Dataset entries
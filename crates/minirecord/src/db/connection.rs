use crate::{err, Result};

use minirecord_core::{
    driver::{
        operation::{ExecSql, QuerySql},
        Operation, Response,
    },
    stmt::{RecordSet, Value},
    Connection, Driver,
};
use std::cell::{RefCell, RefMut};

/// Owns the single live connection to the database.
///
/// The first statement issued while no connection is open triggers a full
/// reset: the backing store is destroyed, a fresh connection is opened, and
/// the schema script is replayed on it. Nothing else reconnects; a failed
/// statement is reported to the caller and not retried.
#[derive(Debug)]
pub struct ConnectionManager {
    driver: Box<dyn Driver>,

    /// Canonical DDL and seed data, replayed on every reset
    schema_script: String,

    connection: RefCell<Option<Box<dyn Connection>>>,
}

impl ConnectionManager {
    pub fn new(driver: Box<dyn Driver>, schema_script: impl Into<String>) -> Self {
        Self {
            driver,
            schema_script: schema_script.into(),
            connection: RefCell::new(None),
        }
    }

    pub fn driver(&self) -> &dyn Driver {
        &*self.driver
    }

    /// True once a connection has been opened.
    pub fn is_open(&self) -> bool {
        self.connection.borrow().is_some()
    }

    /// The live connection, opening (and resetting) the database first if
    /// needed.
    pub fn instance(&self) -> Result<RefMut<'_, Box<dyn Connection>>> {
        if !self.is_open() {
            self.reset()?;
        }

        RefMut::filter_map(self.connection.borrow_mut(), Option::as_mut)
            .map_err(|_| err!("database connection is not open"))
    }

    /// Destroys the database and rebuilds it from the schema script.
    pub fn reset(&self) -> Result<()> {
        tracing::info!(url = %self.driver.url(), "resetting database");

        // Close the current connection before the backing store goes away
        self.connection.borrow_mut().take();

        self.driver.reset()?;

        let mut connection = self.driver.connect()?;
        connection.execute_batch(&self.schema_script)?;

        *self.connection.borrow_mut() = Some(connection);
        Ok(())
    }

    /// Runs one statement on the live connection.
    pub fn exec(&self, op: Operation) -> Result<Response> {
        let mut connection = self.instance()?;

        match &op {
            Operation::QuerySql(query) => {
                tracing::debug!(target: "minirecord::sql", sql = %query.sql, params = ?query.params, "query");
            }
            Operation::ExecSql(exec) => {
                tracing::debug!(target: "minirecord::sql", sql = %exec.sql, params = ?exec.params, "execute");
            }
        }

        connection.exec(op)
    }

    /// Runs a hand-written statement that returns rows.
    pub fn query(&self, sql: &str, params: Vec<Value>) -> Result<RecordSet> {
        Ok(self.exec(QuerySql::new(sql, params).into())?.into_rows())
    }

    /// Runs a hand-written statement, returning the number of affected rows.
    pub fn execute(&self, sql: &str, params: Vec<Value>) -> Result<u64> {
        Ok(self.exec(ExecSql::new(sql, params).into())?.into_count())
    }

    pub fn last_insert_id(&self) -> Result<i64> {
        Ok(self.instance()?.last_insert_id())
    }
}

_Work task_
Reproduce each line above that contains "RefMut".

_Task answer_
use std::cell::{RefCell, RefMut};
    pub fn instance(&self) -> Result<RefMut<'_, Box<dyn Connection>>> {
        RefMut::filter_map(self.connection.borrow_mut(), Option::as_mut)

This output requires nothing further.